O objetivo do presente artigo é discutir a possibilidade da concessão do auxílio-acidente para os contribuintes individuais, também conhecidos como autônomos.

O auxílio-acidente está previsto no artigo 86 da lei 8.213/1991 da seguinte forma: “auxílio-acidente será concedido, como indenização, ao segurado quando, após consolidação das lesões decorrentes de acidente de qualquer natureza, resultarem sequelas que impliquem redução da capacidade para o trabalho que habitualmente exercia”.

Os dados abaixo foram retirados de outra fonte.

//! DOM selector sets.
//!
//! Public and authenticated pages use different markup, and the public
//! search results have shipped under two generations of class names; the
//! anonymous strategy probes which container is present before extracting.

/// Selector set for one markup generation.
#[derive(Debug, Clone, Copy)]
pub struct SelectorSet {
    pub container: &'static str,
    pub jobs: &'static str,
    pub link: &'static str,
    pub title: &'static str,
    pub company: &'static str,
    pub place: &'static str,
    pub date: &'static str,
    pub details_panel: &'static str,
    pub description: &'static str,
    pub see_more_jobs: &'static str,
    pub apply_link: &'static str,
}

/// Public results, current markup.
pub const ANONYMOUS: SelectorSet = SelectorSet {
    container: ".two-pane-serp-page__results-list",
    jobs: "ul.jobs-search__results-list > li",
    link: "a.base-card__full-link",
    title: ".base-search-card__title",
    company: ".base-search-card__subtitle",
    place: ".job-search-card__location",
    date: "time",
    details_panel: ".two-pane-serp-page__detail-view",
    description: ".description__text",
    see_more_jobs: "button.infinite-scroller__show-more-button",
    apply_link: "a[data-tracking-control-name='public_jobs_apply-link-offsite']",
};

/// Public results, previous markup generation still served to some sessions.
pub const ANONYMOUS_LEGACY: SelectorSet = SelectorSet {
    container: ".results__container.results__container--two-pane",
    jobs: ".jobs-search__results-list li",
    link: "a.result-card__full-card-link",
    title: ".result-card__title",
    company: ".result-card__subtitle.job-result-card__subtitle",
    place: ".job-result-card__location",
    date: "time",
    details_panel: ".details-pane__content",
    description: ".description__text",
    see_more_jobs: "button.infinite-scroller__show-more-button",
    apply_link: "a[data-tracking-control-name='public_jobs_apply-link-offsite']",
};

/// Logged-in jobs search layout.
pub const AUTHENTICATED: SelectorSet = SelectorSet {
    container: ".scaffold-layout__list",
    jobs: "div.job-card-container",
    link: "a.job-card-container__link",
    title: ".artdeco-entity-lockup__title",
    company: ".artdeco-entity-lockup__subtitle",
    place: ".artdeco-entity-lockup__caption",
    date: "time",
    details_panel: ".jobs-search__job-details--container",
    description: ".jobs-description",
    see_more_jobs: "button.infinite-scroller__show-more-button",
    apply_link: "button.jobs-apply-button",
};

/// Top-card extras only present on authenticated pages.
pub mod authenticated_extras {
    pub const COMPANY_LINK: &str = ".job-details-jobs-unified-top-card__company-name a";
    pub const COMPANY_IMG: &str = ".jobs-unified-top-card__company-logo img, .ivm-view-attr__img-wrapper img";
    pub const INSIGHTS: &str = ".jobs-unified-top-card__job-insight, .job-details-jobs-unified-top-card__job-insight";
    pub const SKILLS: &str = ".job-details-how-you-match__skills-item-subtitle";
    pub const PROMOTED_FOOTER: &str = ".job-card-container__footer-item";
}

/// Cookie/consent banner accept buttons, tried best-effort once per page.
pub const COOKIE_ACCEPT: &str =
    "button[action-type='ACCEPT'], button[data-tracking-control-name='ga-cookie.consent.accept.v4']";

Obviamente que todo indivíduo pode ser vítima de um acidente, seja ele relacionado ao trabalho ou de qualquer natureza. Esses fatos infortúnios da vida podem ocorrer para qualquer pessoa.

É preciso lembrar que quem trabalha e não é servidor público estatutário regido por regime próprio é obrigatoriamente filiado ao Regime Geral da Previdência e consequentemente vinculado ao INSS.

Esta obrigatoriedade de contribuição está embasada na alínea “a” do inciso “I” do artigo 195 da Constituição Federal que determina que a seguridade social será financiada por toda a sociedade, de forma direta e indireta, inclusive por meio das contribuições sociais do empregador, da empresa e da entidade a ela equiparada, incidentes sobre a folha de salários e demais rendimentos do trabalho pagos ou creditados, a qualquer título, à pessoa física que lhe preste serviço, mesmo sem vínculo empregatício.

A palavra obrigatório merece destaque. Ela indica que a realização de contribuição previdenciária não é uma opção, todos que trabalham devem contribuir de forma compulsória.

Se fossemos seguir a lógica de que um acidente com sequela pode ocorrer com qualquer pessoa e também em razão de todos os trabalhadores terem que contribuir indistintamente, poderíamos afirmar que o auxílio-acidente pode ser contemplado por qualquer segurado da previdência social, inclusive os contribuintes individuais.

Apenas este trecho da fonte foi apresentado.